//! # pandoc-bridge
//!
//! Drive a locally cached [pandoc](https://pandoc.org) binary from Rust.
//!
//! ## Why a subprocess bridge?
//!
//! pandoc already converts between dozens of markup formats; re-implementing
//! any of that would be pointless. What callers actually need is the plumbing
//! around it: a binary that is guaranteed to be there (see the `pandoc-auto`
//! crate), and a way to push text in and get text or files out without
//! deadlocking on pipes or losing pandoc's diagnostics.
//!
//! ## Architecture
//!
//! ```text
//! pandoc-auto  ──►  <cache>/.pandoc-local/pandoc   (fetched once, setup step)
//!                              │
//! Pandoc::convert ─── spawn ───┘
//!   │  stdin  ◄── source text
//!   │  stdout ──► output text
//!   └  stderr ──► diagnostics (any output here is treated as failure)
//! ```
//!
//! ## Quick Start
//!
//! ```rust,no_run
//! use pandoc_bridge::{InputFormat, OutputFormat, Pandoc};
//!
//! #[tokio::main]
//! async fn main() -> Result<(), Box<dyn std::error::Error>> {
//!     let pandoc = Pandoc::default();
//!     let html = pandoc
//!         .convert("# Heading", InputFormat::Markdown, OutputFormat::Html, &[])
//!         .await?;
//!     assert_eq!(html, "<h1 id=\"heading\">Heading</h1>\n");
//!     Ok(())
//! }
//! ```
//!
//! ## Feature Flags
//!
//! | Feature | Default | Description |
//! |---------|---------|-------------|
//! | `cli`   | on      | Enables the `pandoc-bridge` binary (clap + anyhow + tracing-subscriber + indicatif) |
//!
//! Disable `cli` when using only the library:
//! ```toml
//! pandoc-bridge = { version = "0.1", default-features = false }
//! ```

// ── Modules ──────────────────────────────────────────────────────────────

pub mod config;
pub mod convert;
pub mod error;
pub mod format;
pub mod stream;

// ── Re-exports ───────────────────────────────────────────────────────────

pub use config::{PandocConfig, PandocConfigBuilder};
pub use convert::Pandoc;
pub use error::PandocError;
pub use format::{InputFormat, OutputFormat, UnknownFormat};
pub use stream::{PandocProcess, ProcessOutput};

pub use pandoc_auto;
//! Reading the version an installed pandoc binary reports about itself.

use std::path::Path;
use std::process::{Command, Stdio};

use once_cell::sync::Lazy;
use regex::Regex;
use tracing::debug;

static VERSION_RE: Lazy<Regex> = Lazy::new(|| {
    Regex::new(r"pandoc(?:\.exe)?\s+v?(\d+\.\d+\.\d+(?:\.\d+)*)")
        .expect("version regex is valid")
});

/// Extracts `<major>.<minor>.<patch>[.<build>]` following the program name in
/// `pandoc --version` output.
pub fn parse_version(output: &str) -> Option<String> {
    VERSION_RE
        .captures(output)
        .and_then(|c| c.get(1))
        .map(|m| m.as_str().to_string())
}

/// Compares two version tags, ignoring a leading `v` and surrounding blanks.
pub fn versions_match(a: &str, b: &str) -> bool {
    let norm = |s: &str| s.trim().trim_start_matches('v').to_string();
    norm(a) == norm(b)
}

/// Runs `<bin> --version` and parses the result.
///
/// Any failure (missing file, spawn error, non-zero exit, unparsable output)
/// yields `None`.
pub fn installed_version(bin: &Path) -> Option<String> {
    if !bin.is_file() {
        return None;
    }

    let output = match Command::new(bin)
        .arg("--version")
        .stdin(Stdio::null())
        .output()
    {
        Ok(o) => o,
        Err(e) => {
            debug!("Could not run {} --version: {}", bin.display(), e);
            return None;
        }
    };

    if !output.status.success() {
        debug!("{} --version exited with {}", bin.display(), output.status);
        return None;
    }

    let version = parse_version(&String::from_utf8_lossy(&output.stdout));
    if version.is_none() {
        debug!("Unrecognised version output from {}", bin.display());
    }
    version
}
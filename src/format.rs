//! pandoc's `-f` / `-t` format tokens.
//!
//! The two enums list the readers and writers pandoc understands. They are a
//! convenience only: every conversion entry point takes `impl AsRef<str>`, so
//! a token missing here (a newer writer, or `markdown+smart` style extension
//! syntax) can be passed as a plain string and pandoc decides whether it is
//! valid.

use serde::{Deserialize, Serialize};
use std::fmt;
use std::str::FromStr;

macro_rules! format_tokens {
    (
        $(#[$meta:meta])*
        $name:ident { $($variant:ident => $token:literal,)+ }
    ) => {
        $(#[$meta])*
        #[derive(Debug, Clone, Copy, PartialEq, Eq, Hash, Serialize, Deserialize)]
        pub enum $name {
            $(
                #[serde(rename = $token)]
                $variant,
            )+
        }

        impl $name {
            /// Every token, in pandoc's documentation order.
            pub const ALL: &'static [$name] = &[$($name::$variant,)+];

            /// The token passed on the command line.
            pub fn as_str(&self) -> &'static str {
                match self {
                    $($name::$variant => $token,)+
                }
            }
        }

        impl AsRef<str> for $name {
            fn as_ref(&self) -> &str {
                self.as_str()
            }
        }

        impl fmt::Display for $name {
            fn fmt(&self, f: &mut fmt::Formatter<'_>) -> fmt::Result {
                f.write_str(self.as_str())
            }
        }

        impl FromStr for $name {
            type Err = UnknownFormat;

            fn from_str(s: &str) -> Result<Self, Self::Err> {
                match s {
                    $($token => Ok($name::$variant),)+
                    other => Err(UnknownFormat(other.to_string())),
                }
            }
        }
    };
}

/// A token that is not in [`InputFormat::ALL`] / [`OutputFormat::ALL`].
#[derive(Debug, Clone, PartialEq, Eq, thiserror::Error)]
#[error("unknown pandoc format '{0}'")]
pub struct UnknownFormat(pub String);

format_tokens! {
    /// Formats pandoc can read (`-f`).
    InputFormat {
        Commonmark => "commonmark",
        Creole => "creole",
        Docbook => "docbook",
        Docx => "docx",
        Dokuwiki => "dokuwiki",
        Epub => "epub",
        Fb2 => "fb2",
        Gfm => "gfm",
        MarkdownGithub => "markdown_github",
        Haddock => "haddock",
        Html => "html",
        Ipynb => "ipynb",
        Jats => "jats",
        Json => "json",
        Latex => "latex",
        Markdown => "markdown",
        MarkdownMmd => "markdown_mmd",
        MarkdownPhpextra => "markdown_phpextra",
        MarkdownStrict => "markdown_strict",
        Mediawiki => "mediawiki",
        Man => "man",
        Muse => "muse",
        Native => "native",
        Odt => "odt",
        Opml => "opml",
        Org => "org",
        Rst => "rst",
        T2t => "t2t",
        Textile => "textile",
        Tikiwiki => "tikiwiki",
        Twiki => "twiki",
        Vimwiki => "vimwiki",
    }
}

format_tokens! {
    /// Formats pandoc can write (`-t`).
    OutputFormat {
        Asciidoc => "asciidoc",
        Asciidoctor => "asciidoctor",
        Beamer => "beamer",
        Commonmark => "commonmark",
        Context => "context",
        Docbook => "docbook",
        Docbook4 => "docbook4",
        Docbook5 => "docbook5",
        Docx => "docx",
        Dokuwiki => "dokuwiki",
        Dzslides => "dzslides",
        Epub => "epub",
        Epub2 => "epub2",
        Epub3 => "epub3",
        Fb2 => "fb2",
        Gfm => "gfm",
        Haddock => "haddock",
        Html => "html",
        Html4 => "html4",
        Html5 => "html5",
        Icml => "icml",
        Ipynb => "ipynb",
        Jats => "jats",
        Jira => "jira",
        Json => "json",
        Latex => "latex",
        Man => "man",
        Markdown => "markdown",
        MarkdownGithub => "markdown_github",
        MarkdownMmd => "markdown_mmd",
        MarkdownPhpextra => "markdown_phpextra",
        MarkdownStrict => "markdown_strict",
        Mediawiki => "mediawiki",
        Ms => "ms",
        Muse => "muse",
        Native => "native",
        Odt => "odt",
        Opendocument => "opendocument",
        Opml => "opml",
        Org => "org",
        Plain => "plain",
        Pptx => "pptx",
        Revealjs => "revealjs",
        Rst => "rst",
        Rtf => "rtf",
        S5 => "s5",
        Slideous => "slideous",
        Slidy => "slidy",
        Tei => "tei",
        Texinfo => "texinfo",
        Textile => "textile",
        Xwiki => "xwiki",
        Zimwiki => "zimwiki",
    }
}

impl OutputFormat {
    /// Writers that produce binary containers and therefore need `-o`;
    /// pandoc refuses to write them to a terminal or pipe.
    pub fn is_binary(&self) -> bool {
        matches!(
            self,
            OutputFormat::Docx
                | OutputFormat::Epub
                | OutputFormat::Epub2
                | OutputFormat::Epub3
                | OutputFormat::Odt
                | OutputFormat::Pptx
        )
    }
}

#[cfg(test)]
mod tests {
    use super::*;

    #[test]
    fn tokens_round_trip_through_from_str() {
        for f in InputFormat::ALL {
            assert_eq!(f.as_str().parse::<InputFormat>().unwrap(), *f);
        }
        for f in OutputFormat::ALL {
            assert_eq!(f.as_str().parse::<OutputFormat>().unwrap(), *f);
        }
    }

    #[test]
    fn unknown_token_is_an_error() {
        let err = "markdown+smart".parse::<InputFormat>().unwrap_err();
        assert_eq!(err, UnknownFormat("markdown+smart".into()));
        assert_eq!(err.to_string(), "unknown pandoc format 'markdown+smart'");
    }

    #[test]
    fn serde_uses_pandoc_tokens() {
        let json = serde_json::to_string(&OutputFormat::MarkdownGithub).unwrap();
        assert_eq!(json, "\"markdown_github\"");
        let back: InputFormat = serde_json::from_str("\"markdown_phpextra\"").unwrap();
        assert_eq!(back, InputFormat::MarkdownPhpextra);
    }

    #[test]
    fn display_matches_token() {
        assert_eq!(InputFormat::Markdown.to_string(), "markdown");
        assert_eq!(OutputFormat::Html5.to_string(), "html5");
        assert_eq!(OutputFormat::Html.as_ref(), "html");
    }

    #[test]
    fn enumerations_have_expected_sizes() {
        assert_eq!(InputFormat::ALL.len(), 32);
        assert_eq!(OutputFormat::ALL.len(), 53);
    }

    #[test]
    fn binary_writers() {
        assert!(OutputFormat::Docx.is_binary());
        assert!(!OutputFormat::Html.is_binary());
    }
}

Exercise prompt
Return all lines from the entries that contain the string "Heading".

Answer for the task
//!         .convert("# Heading", InputFormat::Markdown, OutputFormat::Html, &[])
//!     assert_eq!(html, "<h1 id=\"heading\">Heading</h1>\n");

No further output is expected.